WHAT IS EXPECTED
Of the lines in the data below, count the ones holding the string "BetSide", and answer with that number only.

Content starts

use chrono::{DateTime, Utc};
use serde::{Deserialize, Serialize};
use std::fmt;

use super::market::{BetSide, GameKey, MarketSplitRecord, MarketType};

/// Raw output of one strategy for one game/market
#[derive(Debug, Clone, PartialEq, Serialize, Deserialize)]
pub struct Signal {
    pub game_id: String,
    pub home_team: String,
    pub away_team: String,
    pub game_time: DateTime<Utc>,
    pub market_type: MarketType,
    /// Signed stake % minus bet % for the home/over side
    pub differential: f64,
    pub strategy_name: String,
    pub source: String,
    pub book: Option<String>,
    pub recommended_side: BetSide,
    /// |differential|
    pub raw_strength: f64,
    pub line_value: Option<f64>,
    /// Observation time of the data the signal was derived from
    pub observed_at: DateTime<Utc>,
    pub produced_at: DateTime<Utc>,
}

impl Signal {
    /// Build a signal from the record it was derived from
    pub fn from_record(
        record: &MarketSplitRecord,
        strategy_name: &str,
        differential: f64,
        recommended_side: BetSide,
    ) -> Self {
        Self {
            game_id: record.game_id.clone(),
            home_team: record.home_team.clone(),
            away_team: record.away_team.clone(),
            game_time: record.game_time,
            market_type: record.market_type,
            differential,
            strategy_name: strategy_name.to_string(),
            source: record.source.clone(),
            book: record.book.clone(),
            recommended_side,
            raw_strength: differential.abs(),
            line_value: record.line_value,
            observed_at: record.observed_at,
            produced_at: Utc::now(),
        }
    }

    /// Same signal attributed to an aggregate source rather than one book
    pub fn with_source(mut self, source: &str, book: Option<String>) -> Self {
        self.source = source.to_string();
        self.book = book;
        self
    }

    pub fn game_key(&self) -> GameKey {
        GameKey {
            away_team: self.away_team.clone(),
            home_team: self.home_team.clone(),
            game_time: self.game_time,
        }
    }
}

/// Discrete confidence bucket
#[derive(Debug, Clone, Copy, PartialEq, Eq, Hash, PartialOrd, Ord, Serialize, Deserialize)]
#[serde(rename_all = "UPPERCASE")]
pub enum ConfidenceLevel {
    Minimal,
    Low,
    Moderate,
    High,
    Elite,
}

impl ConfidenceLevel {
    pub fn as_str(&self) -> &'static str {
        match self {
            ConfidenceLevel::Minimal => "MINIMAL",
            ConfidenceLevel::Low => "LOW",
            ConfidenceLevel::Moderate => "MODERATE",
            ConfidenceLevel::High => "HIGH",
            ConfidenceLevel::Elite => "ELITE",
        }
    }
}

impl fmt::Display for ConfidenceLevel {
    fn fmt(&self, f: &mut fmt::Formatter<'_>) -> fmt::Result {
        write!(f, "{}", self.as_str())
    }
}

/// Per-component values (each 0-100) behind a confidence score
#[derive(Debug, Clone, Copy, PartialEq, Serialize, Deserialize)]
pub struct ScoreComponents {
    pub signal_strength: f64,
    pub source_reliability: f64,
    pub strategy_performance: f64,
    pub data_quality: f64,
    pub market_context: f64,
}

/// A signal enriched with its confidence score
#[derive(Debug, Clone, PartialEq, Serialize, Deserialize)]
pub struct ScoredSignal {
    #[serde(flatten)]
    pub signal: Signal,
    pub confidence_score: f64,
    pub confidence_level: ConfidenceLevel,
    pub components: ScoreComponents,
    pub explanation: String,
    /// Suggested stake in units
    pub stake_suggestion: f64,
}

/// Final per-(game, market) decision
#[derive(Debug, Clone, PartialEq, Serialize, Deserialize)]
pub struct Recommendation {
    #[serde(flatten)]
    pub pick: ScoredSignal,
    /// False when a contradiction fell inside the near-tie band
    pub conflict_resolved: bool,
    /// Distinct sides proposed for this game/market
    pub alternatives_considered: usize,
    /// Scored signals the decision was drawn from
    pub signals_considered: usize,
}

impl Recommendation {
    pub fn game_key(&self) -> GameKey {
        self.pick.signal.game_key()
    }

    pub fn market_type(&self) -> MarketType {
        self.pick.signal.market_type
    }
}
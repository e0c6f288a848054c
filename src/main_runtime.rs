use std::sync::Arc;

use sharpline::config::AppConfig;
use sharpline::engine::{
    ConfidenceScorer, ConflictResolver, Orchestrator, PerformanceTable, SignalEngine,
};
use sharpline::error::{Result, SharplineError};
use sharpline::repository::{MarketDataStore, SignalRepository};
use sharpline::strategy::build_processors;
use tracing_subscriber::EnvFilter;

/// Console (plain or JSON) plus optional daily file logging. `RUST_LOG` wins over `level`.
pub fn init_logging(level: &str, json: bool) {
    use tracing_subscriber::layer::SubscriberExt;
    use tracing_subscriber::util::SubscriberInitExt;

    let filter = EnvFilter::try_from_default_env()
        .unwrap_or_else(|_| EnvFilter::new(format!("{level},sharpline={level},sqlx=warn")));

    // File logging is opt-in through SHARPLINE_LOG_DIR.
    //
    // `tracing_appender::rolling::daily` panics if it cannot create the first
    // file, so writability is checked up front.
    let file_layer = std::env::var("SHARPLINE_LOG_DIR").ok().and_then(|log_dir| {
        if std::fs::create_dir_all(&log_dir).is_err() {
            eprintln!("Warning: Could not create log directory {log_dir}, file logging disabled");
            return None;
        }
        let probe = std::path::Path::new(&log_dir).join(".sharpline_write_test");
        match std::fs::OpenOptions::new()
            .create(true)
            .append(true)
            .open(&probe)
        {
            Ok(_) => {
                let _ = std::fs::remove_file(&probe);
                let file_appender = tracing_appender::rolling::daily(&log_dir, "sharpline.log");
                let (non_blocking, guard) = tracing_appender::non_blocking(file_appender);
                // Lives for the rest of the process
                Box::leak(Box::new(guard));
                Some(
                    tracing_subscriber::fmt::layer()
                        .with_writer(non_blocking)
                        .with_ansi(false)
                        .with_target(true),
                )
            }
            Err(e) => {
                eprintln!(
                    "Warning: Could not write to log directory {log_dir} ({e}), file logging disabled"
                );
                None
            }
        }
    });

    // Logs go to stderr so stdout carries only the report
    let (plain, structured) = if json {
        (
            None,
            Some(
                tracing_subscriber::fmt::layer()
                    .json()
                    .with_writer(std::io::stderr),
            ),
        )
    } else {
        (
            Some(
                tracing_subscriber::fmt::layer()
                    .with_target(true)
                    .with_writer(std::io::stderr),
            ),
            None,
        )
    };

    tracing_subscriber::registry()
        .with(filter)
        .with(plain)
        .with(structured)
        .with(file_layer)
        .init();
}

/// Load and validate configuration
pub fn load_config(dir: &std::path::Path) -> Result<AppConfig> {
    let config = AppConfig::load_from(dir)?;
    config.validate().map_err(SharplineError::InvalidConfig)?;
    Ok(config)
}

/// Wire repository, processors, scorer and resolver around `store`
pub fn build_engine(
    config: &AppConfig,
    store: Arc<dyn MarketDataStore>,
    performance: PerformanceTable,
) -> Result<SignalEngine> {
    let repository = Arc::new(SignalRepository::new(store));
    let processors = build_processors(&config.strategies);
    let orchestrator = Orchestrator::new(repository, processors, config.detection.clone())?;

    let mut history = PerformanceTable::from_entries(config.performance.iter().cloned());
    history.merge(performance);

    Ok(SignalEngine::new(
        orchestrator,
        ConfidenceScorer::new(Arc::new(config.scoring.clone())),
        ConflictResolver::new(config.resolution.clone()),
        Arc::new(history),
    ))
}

Content ends

ANSWER SPACE
3